[Items from a dataset]
:::::
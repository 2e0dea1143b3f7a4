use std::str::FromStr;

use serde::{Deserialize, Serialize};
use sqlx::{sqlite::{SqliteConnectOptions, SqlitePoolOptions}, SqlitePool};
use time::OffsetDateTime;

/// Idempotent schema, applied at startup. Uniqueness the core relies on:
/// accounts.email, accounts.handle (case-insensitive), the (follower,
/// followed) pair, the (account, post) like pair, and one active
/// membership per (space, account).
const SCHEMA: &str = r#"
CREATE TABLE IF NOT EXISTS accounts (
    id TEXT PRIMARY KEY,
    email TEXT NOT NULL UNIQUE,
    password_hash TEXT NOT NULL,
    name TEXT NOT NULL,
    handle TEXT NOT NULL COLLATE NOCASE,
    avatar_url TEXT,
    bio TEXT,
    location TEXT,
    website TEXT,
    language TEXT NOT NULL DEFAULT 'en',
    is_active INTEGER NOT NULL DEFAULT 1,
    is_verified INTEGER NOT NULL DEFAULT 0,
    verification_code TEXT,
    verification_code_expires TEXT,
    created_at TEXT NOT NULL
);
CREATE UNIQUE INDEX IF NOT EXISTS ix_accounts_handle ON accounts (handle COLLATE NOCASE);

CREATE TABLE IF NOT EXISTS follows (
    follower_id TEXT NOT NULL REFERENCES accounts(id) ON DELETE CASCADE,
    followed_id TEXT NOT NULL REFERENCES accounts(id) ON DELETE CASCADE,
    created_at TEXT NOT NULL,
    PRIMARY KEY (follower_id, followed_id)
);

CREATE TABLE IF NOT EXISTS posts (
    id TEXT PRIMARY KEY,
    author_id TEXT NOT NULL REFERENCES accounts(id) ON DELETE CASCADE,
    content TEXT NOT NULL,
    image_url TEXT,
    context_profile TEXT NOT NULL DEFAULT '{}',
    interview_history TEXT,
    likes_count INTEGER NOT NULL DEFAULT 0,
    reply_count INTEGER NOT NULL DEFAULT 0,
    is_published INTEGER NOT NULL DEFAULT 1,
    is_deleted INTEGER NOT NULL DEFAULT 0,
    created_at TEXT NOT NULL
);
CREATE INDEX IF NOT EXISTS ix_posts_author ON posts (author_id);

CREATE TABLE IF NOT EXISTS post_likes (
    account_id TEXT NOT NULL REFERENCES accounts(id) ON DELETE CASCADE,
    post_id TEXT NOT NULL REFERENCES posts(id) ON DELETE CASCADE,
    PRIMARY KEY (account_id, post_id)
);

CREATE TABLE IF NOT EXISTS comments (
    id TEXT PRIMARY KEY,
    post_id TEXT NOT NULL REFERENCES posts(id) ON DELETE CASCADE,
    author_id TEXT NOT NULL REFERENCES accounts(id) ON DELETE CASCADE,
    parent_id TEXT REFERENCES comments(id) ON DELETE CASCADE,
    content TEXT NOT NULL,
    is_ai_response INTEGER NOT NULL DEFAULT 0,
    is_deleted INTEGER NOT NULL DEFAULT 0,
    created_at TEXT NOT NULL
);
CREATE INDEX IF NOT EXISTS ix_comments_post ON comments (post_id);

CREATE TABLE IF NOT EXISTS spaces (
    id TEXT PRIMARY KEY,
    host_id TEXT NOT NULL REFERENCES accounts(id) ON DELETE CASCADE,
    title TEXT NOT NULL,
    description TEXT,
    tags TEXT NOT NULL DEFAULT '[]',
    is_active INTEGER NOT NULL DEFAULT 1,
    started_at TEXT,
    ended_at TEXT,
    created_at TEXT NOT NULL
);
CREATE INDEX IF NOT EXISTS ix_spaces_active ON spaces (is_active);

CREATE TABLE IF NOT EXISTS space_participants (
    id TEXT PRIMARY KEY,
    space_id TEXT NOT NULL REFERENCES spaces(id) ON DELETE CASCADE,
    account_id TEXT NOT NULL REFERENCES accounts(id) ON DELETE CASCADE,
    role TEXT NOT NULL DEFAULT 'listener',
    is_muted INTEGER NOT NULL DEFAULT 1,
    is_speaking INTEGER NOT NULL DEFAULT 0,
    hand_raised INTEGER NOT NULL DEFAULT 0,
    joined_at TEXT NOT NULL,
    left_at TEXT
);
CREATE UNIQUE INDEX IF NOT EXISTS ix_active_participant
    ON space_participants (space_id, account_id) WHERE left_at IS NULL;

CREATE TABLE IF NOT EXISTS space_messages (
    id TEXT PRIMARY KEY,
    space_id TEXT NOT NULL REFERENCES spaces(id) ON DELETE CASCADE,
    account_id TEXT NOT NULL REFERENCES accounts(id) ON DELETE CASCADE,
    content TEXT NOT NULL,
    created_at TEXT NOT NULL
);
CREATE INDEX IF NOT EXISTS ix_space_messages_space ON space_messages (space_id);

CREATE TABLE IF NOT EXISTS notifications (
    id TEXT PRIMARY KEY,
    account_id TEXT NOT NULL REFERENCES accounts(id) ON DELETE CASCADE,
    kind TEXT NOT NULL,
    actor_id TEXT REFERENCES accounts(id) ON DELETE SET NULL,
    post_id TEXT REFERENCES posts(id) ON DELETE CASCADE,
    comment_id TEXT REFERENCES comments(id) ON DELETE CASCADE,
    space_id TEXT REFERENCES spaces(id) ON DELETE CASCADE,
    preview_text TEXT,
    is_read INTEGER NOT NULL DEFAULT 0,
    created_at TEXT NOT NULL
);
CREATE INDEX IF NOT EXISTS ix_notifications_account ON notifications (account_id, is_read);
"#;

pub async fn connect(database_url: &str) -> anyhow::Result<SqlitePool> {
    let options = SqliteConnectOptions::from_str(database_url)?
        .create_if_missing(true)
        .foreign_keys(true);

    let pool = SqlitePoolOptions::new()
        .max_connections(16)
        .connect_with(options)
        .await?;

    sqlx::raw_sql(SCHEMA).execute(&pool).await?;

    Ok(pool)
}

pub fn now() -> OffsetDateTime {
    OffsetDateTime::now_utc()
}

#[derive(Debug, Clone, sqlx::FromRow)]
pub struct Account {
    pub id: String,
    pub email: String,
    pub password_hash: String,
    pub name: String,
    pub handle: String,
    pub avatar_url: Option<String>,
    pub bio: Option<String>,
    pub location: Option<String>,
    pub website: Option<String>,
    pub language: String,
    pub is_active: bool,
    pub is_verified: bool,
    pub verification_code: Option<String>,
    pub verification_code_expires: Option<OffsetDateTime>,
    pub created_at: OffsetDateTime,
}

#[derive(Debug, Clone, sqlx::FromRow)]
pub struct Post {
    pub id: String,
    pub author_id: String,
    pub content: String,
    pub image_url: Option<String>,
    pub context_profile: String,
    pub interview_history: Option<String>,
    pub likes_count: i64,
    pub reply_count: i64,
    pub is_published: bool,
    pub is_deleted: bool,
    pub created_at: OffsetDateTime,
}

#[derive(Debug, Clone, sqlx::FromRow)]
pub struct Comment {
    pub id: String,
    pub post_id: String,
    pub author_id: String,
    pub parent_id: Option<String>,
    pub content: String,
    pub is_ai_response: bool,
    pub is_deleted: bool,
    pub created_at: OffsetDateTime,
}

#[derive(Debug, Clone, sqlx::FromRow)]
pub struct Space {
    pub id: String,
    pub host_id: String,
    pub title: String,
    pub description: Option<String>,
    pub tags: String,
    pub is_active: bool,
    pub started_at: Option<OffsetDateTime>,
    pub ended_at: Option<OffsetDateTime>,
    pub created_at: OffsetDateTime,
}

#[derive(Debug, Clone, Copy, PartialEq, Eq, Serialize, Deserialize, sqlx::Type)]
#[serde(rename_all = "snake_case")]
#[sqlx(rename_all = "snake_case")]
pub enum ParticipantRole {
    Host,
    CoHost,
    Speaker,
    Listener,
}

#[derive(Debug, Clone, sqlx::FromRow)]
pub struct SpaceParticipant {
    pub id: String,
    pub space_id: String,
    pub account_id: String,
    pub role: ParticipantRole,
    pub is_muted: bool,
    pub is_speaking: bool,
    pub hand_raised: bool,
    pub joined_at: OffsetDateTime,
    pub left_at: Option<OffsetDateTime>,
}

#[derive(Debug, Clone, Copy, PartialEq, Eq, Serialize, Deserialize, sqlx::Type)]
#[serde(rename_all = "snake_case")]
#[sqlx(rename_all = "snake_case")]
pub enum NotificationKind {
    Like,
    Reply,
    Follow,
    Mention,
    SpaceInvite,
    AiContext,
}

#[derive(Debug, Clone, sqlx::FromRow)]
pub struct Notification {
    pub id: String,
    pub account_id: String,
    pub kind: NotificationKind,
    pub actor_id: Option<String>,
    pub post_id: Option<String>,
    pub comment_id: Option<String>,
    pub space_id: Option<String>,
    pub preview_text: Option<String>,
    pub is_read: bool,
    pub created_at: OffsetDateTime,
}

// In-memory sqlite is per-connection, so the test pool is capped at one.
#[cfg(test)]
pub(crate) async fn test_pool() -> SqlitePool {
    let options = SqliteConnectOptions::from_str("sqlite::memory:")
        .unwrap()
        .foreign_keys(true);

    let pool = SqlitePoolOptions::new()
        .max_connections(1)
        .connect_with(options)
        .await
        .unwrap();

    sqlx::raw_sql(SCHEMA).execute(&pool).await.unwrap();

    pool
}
:::::
DIRECTIONS FOR THIS TASK: Count the lines in the entries above that hold the string "posts", and give that count without any other text.

RESPONSE FOR THIS EXERCISE: 5